#![cfg_attr(not(test), no_std)]

//! Sensor Hub Transport Protocol (SHTP)
//!
//! Framing layer for BNO08x-class motion sensor hubs: a fragmenting,
//! multi-channel, sequence-numbered transport carrying variable-length
//! payloads over a byte-oriented bus (SPI, I²C or UART).
//!
//! The crate centers on [`Endpoint`], which owns a [`hal::ShtpHal`]
//! transport and:
//!
//! - splits outbound cargoes into header-prefixed fragments sized to the
//!   transport, with continuation semantics and per-channel sequence numbers;
//! - reassembles inbound fragments into whole cargoes, detecting corruption
//!   (short fragments, oversized payloads, interrupted assemblies) and
//!   recovering at the next first fragment;
//! - dispatches completed cargoes to per-channel listeners and protocol
//!   anomalies to an event listener.
//!
//! Everything is polled; there is no executor dependency. On embedded
//! targets enable the `defmt` feature for logging.
//!
//! ## Usage
//!
//! ```ignore
//! use shtp::{Endpoint, ShtpChannel};
//! use shtp::hal::ShtpI2c;
//!
//! let transport = ShtpI2c::new(i2c, 0x4A, clock);
//! let mut on_report = |payload: &[u8], timestamp_us: u64| {
//!     // decode a sensor report
//! };
//!
//! let mut endpoint = Endpoint::open(transport)?;
//! endpoint.listen(ShtpChannel::InputReport.into(), &mut on_report)?;
//! loop {
//!     endpoint.service()?;
//! }
//! ```

pub mod channel;
pub mod endpoint;
pub mod error;
pub mod event;
pub mod hal;
pub mod header;
mod logging;

pub use channel::{ChannelListener, ShtpChannel, MAX_CHANNELS};
pub use endpoint::{Endpoint, ShtpStats};
pub use error::{HalError, Result, ShtpError};
pub use event::{EventListener, ShtpEvent};
pub use hal::{
    ShtpHal, TimeSource, WriteOutcome, MAX_PAYLOAD_IN, MAX_PAYLOAD_OUT, MAX_TRANSFER_IN,
    MAX_TRANSFER_OUT,
};
pub use header::{FrameHeader, HEADER_LEN};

______________________________

• [What you have to do]: Once more, write down the full material exactly as it appears.

• [Your solution]:
#![cfg_attr(not(test), no_std)]

//! Sensor Hub Transport Protocol (SHTP)
//!
//! Framing layer for BNO08x-class motion sensor hubs: a fragmenting,
//! multi-channel, sequence-numbered transport carrying variable-length
//! payloads over a byte-oriented bus (SPI, I²C or UART).
//!
//! The crate centers on [`Endpoint`], which owns a [`hal::ShtpHal`]
//! transport and:
//!
//! - splits outbound cargoes into header-prefixed fragments sized to the
//!   transport, with continuation semantics and per-channel sequence numbers;
//! - reassembles inbound fragments into whole cargoes, detecting corruption
//!   (short fragments, oversized payloads, interrupted assemblies) and
//!   recovering at the next first fragment;
//! - dispatches completed cargoes to per-channel listeners and protocol
//!   anomalies to an event listener.
//!
//! Everything is polled; there is no executor dependency. On embedded
//! targets enable the `defmt` feature for logging.
//!
//! ## Usage
//!
//! ```ignore
//! use shtp::{Endpoint, ShtpChannel};
//! use shtp::hal::ShtpI2c;
//!
//! let transport = ShtpI2c::new(i2c, 0x4A, clock);
//! let mut on_report = |payload: &[u8], timestamp_us: u64| {
//!     // decode a sensor report
//! };
//!
//! let mut endpoint = Endpoint::open(transport)?;
//! endpoint.listen(ShtpChannel::InputReport.into(), &mut on_report)?;
//! loop {
//!     endpoint.service()?;
//! }
//! ```

pub mod channel;
pub mod endpoint;
pub mod error;
pub mod event;
pub mod hal;
pub mod header;
mod logging;

pub use channel::{ChannelListener, ShtpChannel, MAX_CHANNELS};
pub use endpoint::{Endpoint, ShtpStats};
pub use error::{HalError, Result, ShtpError};
pub use event::{EventListener, ShtpEvent};
pub use hal::{
    ShtpHal, TimeSource, WriteOutcome, MAX_PAYLOAD_IN, MAX_PAYLOAD_OUT, MAX_TRANSFER_IN,
    MAX_TRANSFER_OUT,
};
pub use header::{FrameHeader, HEADER_LEN};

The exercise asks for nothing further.